In practice, each of the four segments of the rim is examined by moving the spoke of attention. This spoke symbolizes the individual's focused awareness, which can be directed and shifted to explore various areas of the wheel. Since the spoke is linked to the hub, it is essential to stay grounded in the center while engaging with any one point on the rim.
Wheel of Awareness Tempate
Wheel of Awareness Example
How does our Wheel of Awareness template work?
The Wheel of Awareness is a helpful mindfulness tool designed by Dr Dan Siegel that allows individuals the chance to develop awareness and practice mindfulness. Our printable template serves the same purpose.
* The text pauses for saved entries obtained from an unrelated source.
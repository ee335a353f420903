//! Views on the elements and cognates of a `CognateSet` and the iterators they create.

use {
    std::{
        fmt,
        slice,
        vec,
        borrow::{Borrow, Cow},
        hash::{Hash, BuildHasher},
        iter::FusedIterator,
        collections::{
            HashSet,
            hash_map::{self, HashMap},
        },
    },
    crate::cognate_sets::{
        arena::{CognateArena, CognateId, Slot},
        cognate::Cognate,
        cognate_set::CognateSet,
    },
};

/// A view on the elements of a `CognateSet`.
///
/// This struct is created by the [`elements`] method on [`CognateSet<T, S>`].
/// See its documentation for more.
///
/// [`elements`]: ../cognate_set/struct.CognateSet.html#method.elements
/// [`CognateSet<T, S>`]: ../cognate_set/struct.CognateSet.html
pub struct ElementsView<'a, T: 'a, S: 'a> {
    index: &'a HashMap<T, CognateId, S>,
}

impl<'a, T, S> ElementsView<'a, T, S> {
    #[inline]
    pub(crate) fn new(index: &'a HashMap<T, CognateId, S>) -> Self {
        Self { index }
    }

    /// Returns an iterator over the elements in arbitrary order.
    #[inline]
    pub fn iter(&self) -> Elements<'a, T> {
        Elements {
            keys: self.index.keys(),
        }
    }

    /// Returns the amount of elements.
    #[inline]
    pub fn len(&self) -> usize {
        self.index.len()
    }

    /// Returns `true` if there are no elements.
    #[inline]
    pub fn is_empty(&self) -> bool {
        self.index.is_empty()
    }
}

impl<'a, T, S> ElementsView<'a, T, S> where
    T: Eq + Hash,
    S: BuildHasher,
{
    /// Returns `true` if `elem` is one of the elements.
    #[inline]
    pub fn contains<Q>(&self, elem: &Q) -> bool where
        T: Borrow<Q>,
        Q: Hash + Eq + ?Sized,
    {
        self.index.contains_key(elem)
    }
}

impl<'a, T, S> Clone for ElementsView<'a, T, S> {
    fn clone(&self) -> Self {
        *self
    }
}

impl<'a, T, S> Copy for ElementsView<'a, T, S> {}

impl<'a, 'b, T, S> PartialEq<ElementsView<'b, T, S>> for ElementsView<'a, T, S> where
    T: Eq + Hash,
    S: BuildHasher,
{
    /// Two views are equal if they hold the same elements.
    fn eq(&self, other: &ElementsView<'b, T, S>) -> bool {
        self.len() == other.len() && self.iter().all(|elem| other.contains(elem))
    }
}

impl<'a, T, S> fmt::Debug for ElementsView<'a, T, S> where T: fmt::Debug {
    fn fmt(&self, formatter: &mut fmt::Formatter) -> fmt::Result {
        formatter.debug_set().entries(self.iter()).finish()
    }
}

impl<'a, T, S> IntoIterator for ElementsView<'a, T, S> {
    type Item = &'a T;
    type IntoIter = Elements<'a, T>;

    fn into_iter(self) -> Elements<'a, T> {
        self.iter()
    }
}

impl<'a, 'b, T, S> IntoIterator for &'b ElementsView<'a, T, S> {
    type Item = &'a T;
    type IntoIter = Elements<'a, T>;

    fn into_iter(self) -> Elements<'a, T> {
        self.iter()
    }
}

/// An iterator over the elements of a `CognateSet`.
///
/// This struct is created by the [`iter`] method on [`CognateSet<T, S>`] and on
/// [`ElementsView`].
///
/// [`iter`]: ../cognate_set/struct.CognateSet.html#method.iter
/// [`CognateSet<T, S>`]: ../cognate_set/struct.CognateSet.html
/// [`ElementsView`]: struct.ElementsView.html
pub struct Elements<'a, T: 'a> {
    keys: hash_map::Keys<'a, T, CognateId>,
}

impl<'a, T> Clone for Elements<'a, T> {
    fn clone(&self) -> Self {
        Self {
            keys: self.keys.clone(),
        }
    }
}

impl<'a, T> Iterator for Elements<'a, T> {
    type Item = &'a T;

    #[inline]
    fn next(&mut self) -> Option<&'a T> {
        self.keys.next()
    }

    #[inline]
    fn size_hint(&self) -> (usize, Option<usize>) {
        self.keys.size_hint()
    }
}

impl<'a, T> ExactSizeIterator for Elements<'a, T> {}

impl<'a, T> FusedIterator for Elements<'a, T> {}

impl<'a, T> fmt::Debug for Elements<'a, T> where T: fmt::Debug {
    fn fmt(&self, formatter: &mut fmt::Formatter) -> fmt::Result {
        formatter.debug_list().entries(self.clone()).finish()
    }
}

/// A view on the cognates of a `CognateSet`.
///
/// This struct is created by the [`cognates`] and [`cognates_unprotected`] methods on
/// [`CognateSet<T, S>`].
/// A protected view yields a copy of each cognate which can be changed freely.
/// An unprotected view yields the cognates stored in the `CognateSet` itself.
///
/// Both are iterated as `Cow<Cognate<T, S>>`: protected views give `Cow::Owned` and
/// unprotected views give `Cow::Borrowed`.
///
/// [`cognates`]: ../cognate_set/struct.CognateSet.html#method.cognates
/// [`cognates_unprotected`]: ../cognate_set/struct.CognateSet.html#method.cognates_unprotected
/// [`CognateSet<T, S>`]: ../cognate_set/struct.CognateSet.html
pub struct CognatesView<'a, T: 'a, S: 'a> {
    cognate_set: &'a CognateSet<T, S>,
    protect: bool,
}

impl<'a, T, S> CognatesView<'a, T, S> {
    #[inline]
    pub(crate) fn new(cognate_set: &'a CognateSet<T, S>, protect: bool) -> Self {
        Self {
            cognate_set,
            protect,
        }
    }

    /// Returns `true` if the view yields copies of the cognates.
    #[inline]
    pub fn is_protected(&self) -> bool {
        self.protect
    }

    /// Returns an iterator over the cognates in arbitrary order.
    #[inline]
    pub fn iter(&self) -> Cognates<'a, T, S> {
        Cognates {
            slots: self.cognate_set.cognates.slots(),
            remaining: self.cognate_set.cognates.len(),
            protect: self.protect,
        }
    }

    /// Returns the amount of cognates.
    #[inline]
    pub fn len(&self) -> usize {
        self.cognate_set.cognates.len()
    }

    /// Returns `true` if there are no cognates.
    #[inline]
    pub fn is_empty(&self) -> bool {
        self.len() == 0
    }
}

impl<'a, T, S> CognatesView<'a, T, S> where
    T: Eq + Hash,
    S: BuildHasher,
{
    /// Returns `true` if one of the cognates holds exactly the given elements.
    ///
    /// The elements may be given in any order and may repeat.
    /// No cognate is empty so this returns `false` when no elements are given.
    ///
    /// # Examples
    ///
    /// ```
    /// use cognates::CognateSet;
    ///
    /// let mut cognate_set = CognateSet::new();
    /// cognate_set.join(vec![1, 2, 3]);
    ///
    /// let cognates = cognate_set.cognates();
    ///
    /// assert!(cognates.contains(&[3, 1, 2, 1]));
    /// assert!(!cognates.contains(&[1, 2]));
    /// assert!(!cognates.contains(&[] as &[i32]));
    /// ```
    pub fn contains<'b, I, Q>(&self, elems: I) -> bool where
        I: IntoIterator<Item = &'b Q>,
        T: Borrow<Q>,
        Q: Hash + Eq + ?Sized + 'b,
    {
        let mut found = None;
        let mut distinct = HashSet::new();

        for elem in elems {
            let id = match self.cognate_set.index.get(elem) {
                Some(&id) => id,
                None => return false,
            };

            if *found.get_or_insert(id) != id {
                return false
            }

            distinct.insert(elem);
        }

        match found {
            Some(id) => self.cognate_set.cognates.get(id)
                .map_or(false, |cognate| cognate.len() == distinct.len()),
            None => false,
        }
    }
}

impl<'a, T, S> Clone for CognatesView<'a, T, S> {
    fn clone(&self) -> Self {
        *self
    }
}

impl<'a, T, S> Copy for CognatesView<'a, T, S> {}

impl<'a, 'b, T, S> PartialEq<CognatesView<'b, T, S>> for CognatesView<'a, T, S> where
    T: Eq + Hash,
    S: BuildHasher,
{
    /// Two views are equal if they hold the same cognates, compared by their elements.
    fn eq(&self, other: &CognatesView<'b, T, S>) -> bool {
        if self.len() != other.len() {
            return false
        }

        // Cognates are disjoint so any element finds the only possible match.
        self.cognate_set.cognates.iter().all(|(_, cognate)| {
            cognate.iter().next()
                .and_then(|elem| other.cognate_set.index.get(elem))
                .and_then(|&id| other.cognate_set.cognates.get(id))
                .map_or(false, |other_cognate| cognate == other_cognate)
        })
    }
}

impl<'a, T, S> fmt::Debug for CognatesView<'a, T, S> where T: fmt::Debug {
    fn fmt(&self, formatter: &mut fmt::Formatter) -> fmt::Result {
        let cognates = self.cognate_set.cognates.iter().map(|(_, cognate)| cognate);

        formatter.debug_list().entries(cognates).finish()
    }
}

impl<'a, T, S> IntoIterator for CognatesView<'a, T, S> where
    T: Clone,
    S: Clone,
{
    type Item = Cow<'a, Cognate<T, S>>;
    type IntoIter = Cognates<'a, T, S>;

    fn into_iter(self) -> Cognates<'a, T, S> {
        self.iter()
    }
}

impl<'a, 'b, T, S> IntoIterator for &'b CognatesView<'a, T, S> where
    T: Clone,
    S: Clone,
{
    type Item = Cow<'a, Cognate<T, S>>;
    type IntoIter = Cognates<'a, T, S>;

    fn into_iter(self) -> Cognates<'a, T, S> {
        self.iter()
    }
}

/// An iterator over the cognates of a `CognateSet`.
///
/// This struct is created by the [`iter`] method on [`CognatesView`].
/// See its documentation for more.
///
/// [`iter`]: struct.CognatesView.html#method.iter
/// [`CognatesView`]: struct.CognatesView.html
pub struct Cognates<'a, T: 'a, S: 'a> {
    slots: slice::Iter<'a, Slot<T, S>>,
    remaining: usize,
    protect: bool,
}

impl<'a, T, S> Iterator for Cognates<'a, T, S> where
    T: Clone,
    S: Clone,
{
    type Item = Cow<'a, Cognate<T, S>>;

    fn next(&mut self) -> Option<Cow<'a, Cognate<T, S>>> {
        let cognate = self.slots.by_ref().find_map(Slot::cognate)?;
        self.remaining -= 1;

        Some(if self.protect {
            Cow::Owned(cognate.clone())
        } else {
            Cow::Borrowed(cognate)
        })
    }

    #[inline]
    fn size_hint(&self) -> (usize, Option<usize>) {
        (self.remaining, Some(self.remaining))
    }
}

impl<'a, T, S> ExactSizeIterator for Cognates<'a, T, S> where
    T: Clone,
    S: Clone,
{}

impl<'a, T, S> FusedIterator for Cognates<'a, T, S> where
    T: Clone,
    S: Clone,
{}

/// An iterator over mutable references to the cognates stored in a `CognateSet`.
///
/// This struct is created by the [`cognates_unchecked_mut`] method on [`CognateSet<T, S>`].
/// See its documentation for the care this needs.
///
/// [`cognates_unchecked_mut`]: ../cognate_set/struct.CognateSet.html#method.cognates_unchecked_mut
/// [`CognateSet<T, S>`]: ../cognate_set/struct.CognateSet.html
pub struct CognatesMut<'a, T: 'a, S: 'a> {
    slots: slice::IterMut<'a, Slot<T, S>>,
    remaining: usize,
}

impl<'a, T, S> CognatesMut<'a, T, S> {
    #[inline]
    pub(crate) fn new(arena: &'a mut CognateArena<T, S>) -> Self {
        let remaining = arena.len();

        Self {
            slots: arena.slots_mut(),
            remaining,
        }
    }
}

impl<'a, T, S> Iterator for CognatesMut<'a, T, S> {
    type Item = &'a mut Cognate<T, S>;

    fn next(&mut self) -> Option<&'a mut Cognate<T, S>> {
        let cognate = self.slots.by_ref().find_map(Slot::cognate_mut)?;
        self.remaining -= 1;

        Some(cognate)
    }

    #[inline]
    fn size_hint(&self) -> (usize, Option<usize>) {
        (self.remaining, Some(self.remaining))
    }
}

impl<'a, T, S> ExactSizeIterator for CognatesMut<'a, T, S> {}

impl<'a, T, S> FusedIterator for CognatesMut<'a, T, S> {}

/// An iterator that moves the cognates out of a `CognateSet`.
///
/// This struct is created by the `into_iter` method on [`CognateSet<T, S>`].
///
/// [`CognateSet<T, S>`]: ../cognate_set/struct.CognateSet.html
pub struct IntoCognates<T, S> {
    slots: vec::IntoIter<Slot<T, S>>,
    remaining: usize,
}

impl<T, S> IntoCognates<T, S> {
    #[inline]
    pub(crate) fn new(arena: CognateArena<T, S>) -> Self {
        let remaining = arena.len();

        Self {
            slots: arena.into_slots(),
            remaining,
        }
    }
}

impl<T, S> Iterator for IntoCognates<T, S> {
    type Item = Cognate<T, S>;

    fn next(&mut self) -> Option<Cognate<T, S>> {
        let cognate = self.slots.by_ref().find_map(Slot::into_cognate)?;
        self.remaining -= 1;

        Some(cognate)
    }

    #[inline]
    fn size_hint(&self) -> (usize, Option<usize>) {
        (self.remaining, Some(self.remaining))
    }
}

impl<T, S> ExactSizeIterator for IntoCognates<T, S> {}

impl<T, S> FusedIterator for IntoCognates<T, S> {}

#[cfg(test)]
mod tests {
    use crate::CognateSet;
    use std::borrow::Cow;

    fn cognate_set() -> CognateSet<&'static str> {
        let mut cognate_set = CognateSet::new();
        cognate_set.join(vec!["night", "nacht", "noche"]);
        cognate_set.join(vec!["water", "wasser"]);
        cognate_set.join(vec!["eau"]);

        cognate_set
    }

    #[test]
    fn elements_view() {
        let cognate_set = cognate_set();
        let elements = cognate_set.elements();

        assert_eq!(elements.len(), 6);
        assert_eq!(elements.iter().len(), 6);
        assert!(elements.contains("nacht"));
        assert!(!elements.contains("nuit"));

        let mut other = cognate_set.clone();
        other.reorg(vec!["night"]);
        assert_eq!(elements, other.elements());

        other.remove_element("night").unwrap();
        assert_ne!(elements, other.elements());
    }

    #[test]
    fn protected_view_yields_copies() {
        let cognate_set = cognate_set();
        let cognates = cognate_set.cognates();

        assert!(cognates.is_protected());
        assert_eq!(cognates.iter().len(), 3);

        for cognate in &cognates {
            assert!(matches!(cognate, Cow::Owned(_)));
        }
    }

    #[test]
    fn unprotected_view_yields_the_stored_cognates() {
        let cognate_set = cognate_set();
        let cognates = cognate_set.cognates_unprotected();

        assert!(!cognates.is_protected());

        for cognate in &cognates {
            match cognate {
                Cow::Borrowed(cognate) => {
                    let elem = cognate.iter().next().unwrap();
                    let stored = cognate_set.cognate_ref(elem).unwrap();
                    assert!(std::ptr::eq(cognate, stored));
                },
                Cow::Owned(_) => panic!("unprotected views must not copy"),
            }
        }
    }

    #[test]
    fn views_contain_cognates_by_content() {
        let cognate_set = cognate_set();
        let cognates = cognate_set.cognates();

        assert!(cognates.contains(&["wasser", "water"]));
        assert!(cognates.contains(vec!["eau"].iter()));
        assert!(!cognates.contains(&["water"]));
        assert!(!cognates.contains(&["water", "eau"]));
        assert!(!cognates.contains(&["water", "wasser", "aqua"]));
    }

    #[test]
    fn views_compare_by_content() {
        let first = cognate_set();

        let mut second = CognateSet::new();
        second.join(vec!["eau"]);
        second.join(vec!["wasser", "water"]);
        second.join(vec!["noche", "night"]);
        second.join(vec!["nacht", "noche"]);

        assert_eq!(first.cognates(), second.cognates_unprotected());

        second.reorg(vec!["nacht"]);
        assert_ne!(first.cognates(), second.cognates());

        second.join(vec!["nacht", "night"]);
        second.remove_cognate("eau").unwrap();
        second.join(vec!["eau", "water"]);
        assert_ne!(first.cognates(), second.cognates());
    }

    #[test]
    fn into_iter_moves_every_cognate() {
        let cognates: Vec<_> = cognate_set().into_iter().collect();

        assert_eq!(cognates.len(), 3);
        assert_eq!(cognates.iter().map(|cognate| cognate.len()).sum::<usize>(), 6);
    }
}
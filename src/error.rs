//! The errors returned by a [`CognateSet`].
//!
//! [`CognateSet`]: ../cognate_sets/cognate_set/struct.CognateSet.html

use thiserror::Error;

/// Errors that can occur when working with a `CognateSet`.
#[derive(Error, Debug, Clone, PartialEq, Eq)]
pub enum CognateError {
    /// The element is not a member of any cognate.
    #[error("element is not a member of any cognate")]
    ElementNotFound,

    /// There is no cognate left to pop.
    #[error("cognate set is empty")]
    Empty,
}

/// A failure while joining one of the cognates of a bulk load.
///
/// The failure is handed back as is, so it can still be matched on, but it is not reported as
/// the `source` of this error. Walking the chain of sources ends here.
#[derive(Error, Debug, Clone, PartialEq, Eq)]
#[error("cognate {position} could not be joined: {error}")]
pub struct TransferError<E> {
    /// The position of the failing cognate in the source.
    pub position: usize,
    /// The failure itself.
    pub error: E,
}

impl<E> TransferError<E> {
    pub(crate) fn new(position: usize, error: E) -> Self {
        Self { position, error }
    }

    /// Returns the failure and drops the position.
    #[inline]
    pub fn into_inner(self) -> E {
        self.error
    }
}

/// A `Result` whose error is a [`CognateError`].
///
/// [`CognateError`]: enum.CognateError.html
pub type Result<T> = std::result::Result<T, CognateError>;
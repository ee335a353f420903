use crate::cognate_sets::cognate::Cognate;

/// A handle to a cognate stored in a `CognateArena`.
///
/// Two cognates are the same cognate if and only if they have the same handle,
/// even when their contents are equal.
#[derive(Clone, Copy, Debug, PartialEq, Eq, PartialOrd, Ord, Hash)]
pub(crate) struct CognateId(usize);

impl CognateId {
    /// Return the slot this handle points to.
    #[inline]
    pub(crate) fn index(self) -> usize {
        self.0
    }
}

/// A slot of the `CognateArena`.
#[derive(Clone, Debug)]
pub(crate) struct Slot<T, S> {
    /// The cognate stored here, `None` if the slot is free.
    cognate: Option<Cognate<T, S>>,
    /// The next free slot or `!0` if this is the last one.
    /// Only meaningful while the slot is free.
    next_free: usize,
}

impl<T, S> Slot<T, S> {
    #[inline]
    pub(crate) fn cognate(&self) -> Option<&Cognate<T, S>> {
        self.cognate.as_ref()
    }

    #[inline]
    pub(crate) fn cognate_mut(&mut self) -> Option<&mut Cognate<T, S>> {
        self.cognate.as_mut()
    }

    #[inline]
    pub(crate) fn into_cognate(self) -> Option<Cognate<T, S>> {
        self.cognate
    }
}

/// The owner of every live cognate of a `CognateSet`.
///
/// Freed slots form a linked list and are reused before new slots are pushed.
#[derive(Clone, Debug)]
pub(crate) struct CognateArena<T, S> {
    slots: Vec<Slot<T, S>>,
    /// The most recently freed slot or `!0` if there is none.
    last_removed: usize,
    /// The amount of slots holding a cognate.
    len: usize,
}

impl<T, S> CognateArena<T, S> {
    /// Create an empty `CognateArena`.
    pub(crate) fn new() -> Self {
        Self::with_capacity(0)
    }

    /// Create an empty `CognateArena` with room for `capacity` cognates.
    pub(crate) fn with_capacity(capacity: usize) -> Self {
        Self {
            slots: Vec::with_capacity(capacity),
            last_removed: !0,
            len: 0,
        }
    }

    /// Store `cognate` and return its new handle.
    pub(crate) fn insert(&mut self, cognate: Cognate<T, S>) -> CognateId {
        self.len += 1;

        if self.last_removed == !0 {
            self.slots.push(Slot {
                cognate: Some(cognate),
                next_free: !0,
            });

            CognateId(self.slots.len() - 1)
        } else {
            let index = self.last_removed;
            let slot = &mut self.slots[index];
            self.last_removed = slot.next_free;
            slot.cognate = Some(cognate);

            CognateId(index)
        }
    }

    /// Take the cognate out of the arena, freeing its slot.
    pub(crate) fn remove(&mut self, id: CognateId) -> Option<Cognate<T, S>> {
        let slot = self.slots.get_mut(id.0)?;
        let cognate = slot.cognate.take()?;

        slot.next_free = self.last_removed;
        self.last_removed = id.0;
        self.len -= 1;

        Some(cognate)
    }

    #[inline]
    pub(crate) fn get(&self, id: CognateId) -> Option<&Cognate<T, S>> {
        self.slots.get(id.0)?.cognate.as_ref()
    }

    #[inline]
    pub(crate) fn get_mut(&mut self, id: CognateId) -> Option<&mut Cognate<T, S>> {
        self.slots.get_mut(id.0)?.cognate.as_mut()
    }

    /// The handle of the live cognate in the highest slot.
    pub(crate) fn last_id(&self) -> Option<CognateId> {
        self.slots.iter().rposition(|slot| slot.cognate.is_some()).map(CognateId)
    }

    /// Return the amount of live cognates.
    #[inline]
    pub(crate) fn len(&self) -> usize {
        self.len
    }

    /// Return the amount of slots, live or free.
    /// Every handle has an index below this.
    #[inline]
    pub(crate) fn slot_count(&self) -> usize {
        self.slots.len()
    }

    #[inline]
    pub(crate) fn capacity(&self) -> usize {
        self.slots.capacity()
    }

    #[inline]
    pub(crate) fn reserve(&mut self, additional: usize) {
        self.slots.reserve(additional);
    }

    /// Drop the free slots at the end and release unused memory.
    pub(crate) fn shrink_to_fit(&mut self) {
        let live = self.last_id().map_or(0, |id| id.0 + 1);

        if live < self.slots.len() {
            self.slots.truncate(live);

            // The free list may point past the end now so we rebuild it.
            self.last_removed = !0;
            for index in (0 .. live).rev() {
                if self.slots[index].cognate.is_none() {
                    self.slots[index].next_free = self.last_removed;
                    self.last_removed = index;
                }
            }
        }

        self.slots.shrink_to_fit();
    }

    pub(crate) fn clear(&mut self) {
        self.slots.clear();
        self.last_removed = !0;
        self.len = 0;
    }

    pub(crate) fn iter(&self) -> impl Iterator<Item = (CognateId, &Cognate<T, S>)> {
        self.slots.iter().enumerate().filter_map(|(index, slot)| {
            slot.cognate.as_ref().map(|cognate| (CognateId(index), cognate))
        })
    }

    #[inline]
    pub(crate) fn slots(&self) -> std::slice::Iter<'_, Slot<T, S>> {
        self.slots.iter()
    }

    #[inline]
    pub(crate) fn slots_mut(&mut self) -> std::slice::IterMut<'_, Slot<T, S>> {
        self.slots.iter_mut()
    }

    #[inline]
    pub(crate) fn into_slots(self) -> std::vec::IntoIter<Slot<T, S>> {
        self.slots.into_iter()
    }
}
As a clinician, you can use this tool with your clients to promote mindfulness and facilitate greater self-awareness.
Step 1: Access the template
You can access and download our printable Wheel of Awareness template by either clicking the “Use Template” or “Download Template” button above or searching “Wheel of Awareness” in Carepatron's template library on our website or app.
Step 2: Explain and work through the wheel
Being by introducing the Wheel of Awareness and its purpose. Explain the clients are the "hub" of awareness, representing the calm center of their consciousness. Further explain that the spoke of attention should be visualized as a dynamic arrow that moves around the wheel, connecting the hub to the rim, allowing exploration of different aspects while staying grounded.
Outline the rim's four segments, each focusing on: the five senses, bodily sensations, mental activities and interconnectedness. Our Wheel of Awareness also includes additional keywords related to each of the four segments to help clients think specifically about all the points in their experience, guiding them in their exploration and enhancing their mindfulness practice.
Step 3: Ongoing use of the Wheel of Awareness
Continue to use the Wheel of Awareness as needed. You can combine this template with other free resources available on the Carepatron website, such as the Coping Wheel Template for patients who are struggling to cope with stress, or the Self-Care Wheel for clients wanting to reflect and write on different aspects of their lives.
When to use the Wheel of Awareness?
The Wheel of Awareness can be used as a mindfulness tool for people who are feeling overwhelmed, stress or disconnected. Regular use can be beneficial for many individuals who seek therapy including those who are managing chronic pain, anxiety and depression. The template can also be used as a valuable tool for tracking a client's progress over time. It can provide insight into the client's mindfulness journey over time.
You can choose to use the Wheel of Awareness template either during therapy sessions or assign it to your client as homework they can complete between sessions.
- During sessions: You can have your client complete the template as you guide them through the steps in your session.
- As homework: You can assign the template as an exercise clients can complete in their own time or when they may feel they need it most throughout their week. Encourage clients to reflect on their experiences and bring the template back to you for further discussion.
Reference
Garrison Institute. (2018, August 21). Dr. Dan Siegel’s Wheel of Awareness - Garrison Institute. https://www.garrisoninstitute.org/the-wheel-of-awareness/
Commonly asked questions
The Wheel of Awareness helps individuals visualize their consciousness as a hub, with spokes of focused attention that allow exploration of sensory inputs, bodily sensations, thoughts, and relationships while staying grounded.
The Wheel of Awareness practice usually takes around 10-20 minutes, but this can be adjusted based on individual needs and preferences.
No special equipment is required - just a quiet and comfortable space and an individual's willingness to focus on breathing and be aware. You can also use our free template to guide your practice.